The conservatives had argued that there was no reason for the U.S. to take action as long as China didn’t do anything. The president has argued that the U.S., as the world’s second-largest emitter, can’t expect other countries to step forward if this country doesn’t take action. Now China has stepped up, and the GOP lost its argument.

As both conservatives and environmentalists have pointed out, the language of the deal has wiggle room. These goals are statements of “intent”; the parties do not promise or even “agree” to accomplish these targets. The president can’t do anything on his own because foreign treaties require a two-thirds majority from the U.S. Senate for ratification.  The White House release refers to these goals as statements of “intent.” They don’t promise or even “agree” to hit these targets, they merely “intend” to.

Even before the president’s trip to China, members of the 114th Senate pledged to roll back the existing measures on the environment. The House has already voted to repeal the EPA’s authority to regulate greenhouse gases under the Clean Air Act, and the new GOP senate will also pass the bill. It’s a guarantee that there could be no successful vote for an emission-reduction treaty.

The senate’s new Republican leader, Mitch McConnell, was quick to criticize the Beijing pact. “This unrealistic plan, that the president would dump on his successor, would ensure higher utility rates and far fewer jobs,” he said. House Speaker John Boehner (R-OH) followed the party line with complaining about loss of jobs, and Sen. Jim Inhofe (R-OK), the climate denier who will be head of the Environment and Public Works Committee in January, called the arrangement between the United States and China a “charade.”

Yet the senate cannot stop an announcement between China and the United States of this agreement of intentions.

Together, China and the United States produce over 40 percent of the carbon emissions for the entire planet. While China currently relies on coal and non-renewable energy to develop its economy, the United States is fighting against changing to alternative energy resources from traditional ones.

Global Carbon missionsByCountry

Republicans are already screaming about how the U.S. has to reduce emissions more steeply than previously planned while China does not have to immediately begin its reductions.
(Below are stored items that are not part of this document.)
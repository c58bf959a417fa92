//! AITEA core data models.
//!
//! This crate defines the data structures shared by the feature library,
//! time tracking, estimation and reporting crates.

#![warn(missing_docs)]

// Core identities
mod id;

// Library and tracked time
mod feature;
mod tracked;

// Derived estimates
mod estimate;
pub mod stats;

// Scenarios, templates and settings
mod scenario;
mod config;

// Re-exports
pub use id::*;

pub use feature::Feature;
pub use tracked::{TrackedTimeEntry, EntryFilter, DuplicateKey};
pub use estimate::{
    EstimationStyle, Confidence, EstimateSource, SampleStats, FeatureEstimate, ProjectEstimate,
};
pub use scenario::{Scenario, ScenarioCase, Template, TemplateFeature};
pub use config::{AppConfig, ConfigError};

/// Timestamp type
pub type Time = chrono::DateTime<chrono::Utc>;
Longstanding development and wealth in the United States, however, have caused this country to produce 29.3 percent of global cumulative carbon emissions, compared to only 7.6 percent from China. In the dea;, China’s plan is a model for emerging economies such as India, Brazil, and Indonesia.

cumulative pollutions

Watching the Fox network shows the real world what is being said in Conservativeland. The day before the president announced the deal, far-far-right Charles Krauthammer said that Obama should get a climate agreement with China. He said, “If we get one with China we have something real.” The week before, Krauthammer said, “If [President Obama] gets an agreement with China, which he won’t, but that’s the one area it would be historic.”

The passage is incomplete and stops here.